JavaSoft is to port JavaOS to the Advanced Risc Machines (ARM) platform, bringing to three the number of platforms supported by the Internet operating system.
The agreement is significant in that it will take JavaOS into new markets.
ARM has a strong presence in the embedded sector where low unit cost and low power consumption are of paramount importance. It doesn't compete with x86 and Sparc, the other two platforms currently supported by JavaOS which are targeted at network computers.
David Spenhoff, director of product marketing at JavaSoft, said the collaboration between the two companies will give OEMs a wider choice of processors for building JavaOS devices. "ARM has considerable experience optimising CPU designs for a range of consumer products," he said.
Amy Porter, European marketing manager at JavaSoft, claimed the deal will enable JavaOS to "get out of the mainstream network computer market and move towards intelligent devices such as smart pagers".
Among the devices covered under the agreement is the StrongARM SA-110 processor, which achieved the highest score in the PenDragon CaffeineMark 2.01 benchmark, an independent performance test for interpreted Java applets.

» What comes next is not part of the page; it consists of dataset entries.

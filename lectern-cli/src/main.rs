mod cli;
mod commands;

use crate::cli::{Cli, Command};
use clap::Parser;
use lectern_core::{CoreError, LecternConfig};
use lectern_dictionary_api::CONFIG_TEMPLATE as DICTIONARY_CONFIG_TEMPLATE;
use std::fs::File;
use std::process::ExitCode;
use std::sync::Arc;
use tokio_util::sync::CancellationToken;
use tracing::{error, info};
use tracing_subscriber::{EnvFilter, layer::SubscriberExt, util::SubscriberInitExt};

fn main() -> ExitCode {
    let cli = Cli::parse();

    // Logging is configured before the full config load so that load errors are logged too
    init_tracing(check_file_logging_enabled());

    let provider_templates: &[&str] = &[DICTIONARY_CONFIG_TEMPLATE];
    let config = match LecternConfig::load_or_create(Some(provider_templates)) {
        Ok(config) => config,
        Err(CoreError::ConfigNotFound { path }) => {
            // First run: the template is fine as-is, keep going with defaults
            info!("Created config template at {}", path.display());
            LecternConfig::default()
        }
        Err(e) => {
            error!("{e}");
            eprintln!(
                "Could not load {}: {e}",
                LecternConfig::config_path().display()
            );
            return ExitCode::FAILURE;
        }
    };

    let runtime = match tokio::runtime::Runtime::new() {
        Ok(rt) => rt,
        Err(e) => {
            error!("Failed to create tokio runtime: {e}");
            return ExitCode::FAILURE;
        }
    };

    let cancel_token = CancellationToken::new();

    let ctrlc_token = cancel_token.clone();
    if let Err(e) = ctrlc::set_handler(move || {
        info!("Received Ctrl+C, shutting down gracefully...");
        ctrlc_token.cancel();
    }) {
        error!("Failed to set Ctrl+C handler: {}", e);
    }

    let result = runtime.block_on(async {
        match cli.command {
            Command::Read(args) => commands::read(&config, &args, &cancel_token).await,
            Command::Chapters { file } => commands::chapters(&config, &file).await,
            Command::Define { word } => commands::define(&config, &word).await,
            Command::Session { clear } => commands::session(clear).await,
        }
    });

    match result {
        Ok(()) => ExitCode::SUCCESS,
        Err(message) => {
            eprintln!("{message}");
            ExitCode::FAILURE
        }
    }
}

/// Check if file logging is enabled by reading the config file.
/// This is done before full config loading to set up tracing first.
/// Returns `false` if config doesn't exist or can't be parsed.
fn check_file_logging_enabled() -> bool {
    #[derive(serde::Deserialize)]
    struct PartialConfig {
        #[serde(default)]
        logging: PartialLoggingConfig,
    }
    #[derive(serde::Deserialize, Default)]
    struct PartialLoggingConfig {
        #[serde(default)]
        enabled: bool,
    }

    let Ok(content) = std::fs::read_to_string(LecternConfig::config_path()) else {
        return false;
    };

    toml::from_str::<PartialConfig>(&content)
        .map(|c| c.logging.enabled)
        .unwrap_or(false)
}

/// Initialize tracing with stderr output and optional file logging
fn init_tracing(file_logging_enabled: bool) {
    let env_filter = EnvFilter::try_from_default_env()
        .unwrap_or_else(|_| EnvFilter::new("info,html5ever=warn"));

    // stdout belongs to the word display
    let fmt_layer = tracing_subscriber::fmt::layer().with_writer(std::io::stderr);

    if file_logging_enabled {
        let log_path = lectern_core::paths::log_file_path();

        if let Some(parent) = log_path.parent() {
            let _ = std::fs::create_dir_all(parent);
        }

        match File::create(&log_path) {
            Ok(file) => {
                let file_layer = tracing_subscriber::fmt::layer()
                    .with_writer(Arc::new(file))
                    .with_ansi(false);

                tracing_subscriber::registry()
                    .with(env_filter)
                    .with(fmt_layer)
                    .with(file_layer)
                    .init();

                return;
            }
            Err(e) => {
                eprintln!("Failed to create log file at {}: {e}", log_path.display());
            }
        }
    }

    tracing_subscriber::registry()
        .with(env_filter)
        .with(fmt_layer)
        .init();
}
//! Path constants for configuration, session and log files.

use std::path::PathBuf;

/// The name of the configuration directory under ~/.config/
pub const CONFIG_DIR_NAME: &str = "lectern";

/// The name of the main configuration file
pub const CONFIG_FILE_NAME: &str = "config.toml";

/// The fixed storage key (file name) holding the persisted reading session
pub const SESSION_FILE_NAME: &str = "session.json";

/// The name of the log file written when file logging is enabled
pub const LOG_FILE_NAME: &str = "lectern.log";

/// Get the configuration directory path (~/.config/lectern/)
#[must_use]
pub fn config_dir() -> PathBuf {
    dirs::home_dir()
        .unwrap_or_else(|| PathBuf::from("."))
        .join(".config")
        .join(CONFIG_DIR_NAME)
}

/// Get the config file path (~/.config/lectern/config.toml)
#[must_use]
pub fn config_path() -> PathBuf {
    config_dir().join(CONFIG_FILE_NAME)
}

/// Get the persisted session path (`~/.config/lectern/session.json`)
#[must_use]
pub fn session_path() -> PathBuf {
    config_dir().join(SESSION_FILE_NAME)
}

/// Get the log file path (`~/.config/lectern/lectern.log`)
#[must_use]
pub fn log_file_path() -> PathBuf {
    config_dir().join(LOG_FILE_NAME)
}
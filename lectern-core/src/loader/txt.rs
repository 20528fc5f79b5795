use crate::document::{Chapter, FULL_TEXT_TITLE};
use crate::error::DecodeError;
use crate::normalize::normalize_text;
use std::borrow::Cow;
use tracing::debug;

const LOG_TARGET: &str = "lectern::loader::txt";

/// Decode a plain text file into at most one "Full Text" chapter.
///
/// Returns an empty list when the file holds nothing but whitespace.
pub(crate) fn extract(bytes: &[u8]) -> Result<Vec<Chapter>, DecodeError> {
    let decoded = decode_text(bytes);
    let text = normalize_text(&decoded);

    if text.is_empty() {
        debug!(target: LOG_TARGET, "Text file is blank");
        return Ok(Vec::new());
    }

    Ok(vec![Chapter::new(FULL_TEXT_TITLE, text, 0)])
}

/// Decode bytes as UTF-8 (honouring a byte order mark), falling back to Windows-1252.
fn decode_text(bytes: &[u8]) -> Cow<'_, str> {
    let (result, encoding, malformed) = encoding_rs::UTF_8.decode(bytes);

    if !malformed {
        return result;
    }

    debug!(
        target: LOG_TARGET,
        "Input is not valid {}, decoding as windows-1252",
        encoding.name()
    );
    let (result, _, _) = encoding_rs::WINDOWS_1252.decode(bytes);
    result
}

#[cfg(test)]
mod tests {
    use super::*;

    #[test]
    fn test_single_full_text_chapter() {
        let chapters = extract(b"Call me Ishmael.Some years ago").unwrap();
        assert_eq!(chapters.len(), 1);
        assert_eq!(chapters[0].title, "Full Text");
        assert_eq!(chapters[0].index, 0);
        assert_eq!(chapters[0].text, "Call me Ishmael. Some years ago");
    }

    #[test]
    fn test_markup_in_text_file_is_kept_verbatim() {
        let chapters = extract(b"a <p> tag").unwrap();
        assert_eq!(chapters[0].text, "a <p> tag");
    }

    #[test]
    fn test_utf8_bom_stripped() {
        let chapters = extract(b"\xEF\xBB\xBFhello").unwrap();
        assert_eq!(chapters[0].text, "hello");
    }

    #[test]
    fn test_utf16_bom_decoded() {
        let chapters = extract(b"\xFF\xFEh\x00i\x00").unwrap();
        assert_eq!(chapters[0].text, "hi");
    }

    #[test]
    fn test_windows_1252_fallback() {
        // "café" with a bare 0xE9
        let chapters = extract(b"caf\xE9").unwrap();
        assert_eq!(chapters[0].text, "café");
    }

    #[test]
    fn test_blank_file_yields_nothing() {
        assert!(extract(b"").unwrap().is_empty());
        assert!(extract(b"\r\n  \t").unwrap().is_empty());
    }
}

The StrongARM SA-110, which ARM co-developed with Digital Semiconductor, has been adopted by Wyse for use in its Winterm 4000 series of network computers. Bruce McGeoch, senior vice president of engineering and technology at Wyse, welcomed the tie-up: "The StrongARM provides the highest performance on the market for running JavaOS, making it ideal for our Winterm 4000 machines."
Licensing agreements with chip companies such as ARM will bring in much needed cash to JavaSoft, which is an independent profit centre of Sun Microsystems. Although terms of the agreement were not disclosed, it is likely that JavaSoft will receive a royalty from every ARM device shipped which uses the JavaOS operating system. Because ARM is strong in the mass-consumer electronics market, this latest deal could turn out to be a real boost for JavaSoft.